Prompt -
A faithful transcription of all the records is required.

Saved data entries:
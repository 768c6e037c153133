// ABOUTME: Per-path FIFO ordering for filesystem operations
// ABOUTME: Each operation waits for the previous operation on the same path, in issue order

use parking_lot::Mutex;
use std::collections::HashMap;
use std::path::{Path, PathBuf};
use std::sync::Arc;
use std::sync::atomic::{AtomicU64, Ordering};
use tokio::sync::oneshot;
use tokio::sync::oneshot::error::TryRecvError;

struct Tail {
    ticket: u64,
    done: oneshot::Receiver<()>,
}

/// Queue position taken synchronously when a request is issued.
///
/// Dropping the turn releases the path, whether or not the operation ran.
pub(crate) struct Turn {
    queue: Arc<PathQueue>,
    path: PathBuf,
    ticket: u64,
    previous: Option<Tail>,
    // Dropped with the turn, which wakes the next turn on this path
    _done: oneshot::Sender<()>,
}

impl Turn {
    /// Wait until every earlier operation on this path has finished
    pub(crate) async fn wait(&mut self) {
        if let Some(previous) = self.previous.as_mut() {
            // A dropped sender also means the earlier operation is over
            let _ = (&mut previous.done).await;
        }
        self.previous = None;
    }
}

impl Drop for Turn {
    fn drop(&mut self) {
        let mut tails = self.queue.tails.lock();
        // Nothing queued behind this turn
        if tails.get(&self.path).is_some_and(|tail| tail.ticket == self.ticket) {
            match self.previous.take() {
                // Cancelled before its turn came: later turns wait on the earlier one
                Some(mut previous) => {
                    if matches!(previous.done.try_recv(), Err(TryRecvError::Empty)) {
                        tails.insert(self.path.clone(), previous);
                    } else {
                        tails.remove(&self.path);
                    }
                }
                None => {
                    tails.remove(&self.path);
                }
            }
        }
    }
}

#[derive(Default)]
pub(crate) struct PathQueue {
    tails: Mutex<HashMap<PathBuf, Tail>>,
    next_ticket: AtomicU64,
}

impl PathQueue {
    pub(crate) fn new() -> Self {
        Self::default()
    }

    pub(crate) fn enter(self: &Arc<Self>, path: &Path) -> Turn {
        let ticket = self.next_ticket.fetch_add(1, Ordering::Relaxed);
        let (done, receiver) = oneshot::channel();
        let previous = self.tails.lock().insert(
            path.to_path_buf(),
            Tail {
                ticket,
                done: receiver,
            },
        );

        Turn {
            queue: self.clone(),
            path: path.to_path_buf(),
            ticket,
            previous,
            _done: done,
        }
    }

    #[cfg(test)]
    pub(crate) fn tracked_paths(&self) -> usize {
        self.tails.lock().len()
    }
}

Expected answer -
repository 768c6e037c153133
// ABOUTME: Per-path FIFO ordering for filesystem operations
// ABOUTME: Each operation waits for the previous operation on the same path, in issue order

use parking_lot::Mutex;
use std::collections::HashMap;
use std::path::{Path, PathBuf};
use std::sync::Arc;
use std::sync::atomic::{AtomicU64, Ordering};
use tokio::sync::oneshot;
use tokio::sync::oneshot::error::TryRecvError;

struct Tail {
    ticket: u64,
    done: oneshot::Receiver<()>,
}

/// Queue position taken synchronously when a request is issued.
///
/// Dropping the turn releases the path, whether or not the operation ran.
pub(crate) struct Turn {
    queue: Arc<PathQueue>,
    path: PathBuf,
    ticket: u64,
    previous: Option<Tail>,
    // Dropped with the turn, which wakes the next turn on this path
    _done: oneshot::Sender<()>,
}

impl Turn {
    /// Wait until every earlier operation on this path has finished
    pub(crate) async fn wait(&mut self) {
        if let Some(previous) = self.previous.as_mut() {
            // A dropped sender also means the earlier operation is over
            let _ = (&mut previous.done).await;
        }
        self.previous = None;
    }
}

impl Drop for Turn {
    fn drop(&mut self) {
        let mut tails = self.queue.tails.lock();
        // Nothing queued behind this turn
        if tails.get(&self.path).is_some_and(|tail| tail.ticket == self.ticket) {
            match self.previous.take() {
                // Cancelled before its turn came: later turns wait on the earlier one
                Some(mut previous) => {
                    if matches!(previous.done.try_recv(), Err(TryRecvError::Empty)) {
                        tails.insert(self.path.clone(), previous);
                    } else {
                        tails.remove(&self.path);
                    }
                }
                None => {
                    tails.remove(&self.path);
                }
            }
        }
    }
}

#[derive(Default)]
pub(crate) struct PathQueue {
    tails: Mutex<HashMap<PathBuf, Tail>>,
    next_ticket: AtomicU64,
}

impl PathQueue {
    pub(crate) fn new() -> Self {
        Self::default()
    }

    pub(crate) fn enter(self: &Arc<Self>, path: &Path) -> Turn {
        let ticket = self.next_ticket.fetch_add(1, Ordering::Relaxed);
        let (done, receiver) = oneshot::channel();
        let previous = self.tails.lock().insert(
            path.to_path_buf(),
            Tail {
                ticket,
                done: receiver,
            },
        );

        Turn {
            queue: self.clone(),
            path: path.to_path_buf(),
            ticket,
            previous,
            _done: done,
        }
    }

    #[cfg(test)]
    pub(crate) fn tracked_paths(&self) -> usize {
        self.tails.lock().len()
    }
}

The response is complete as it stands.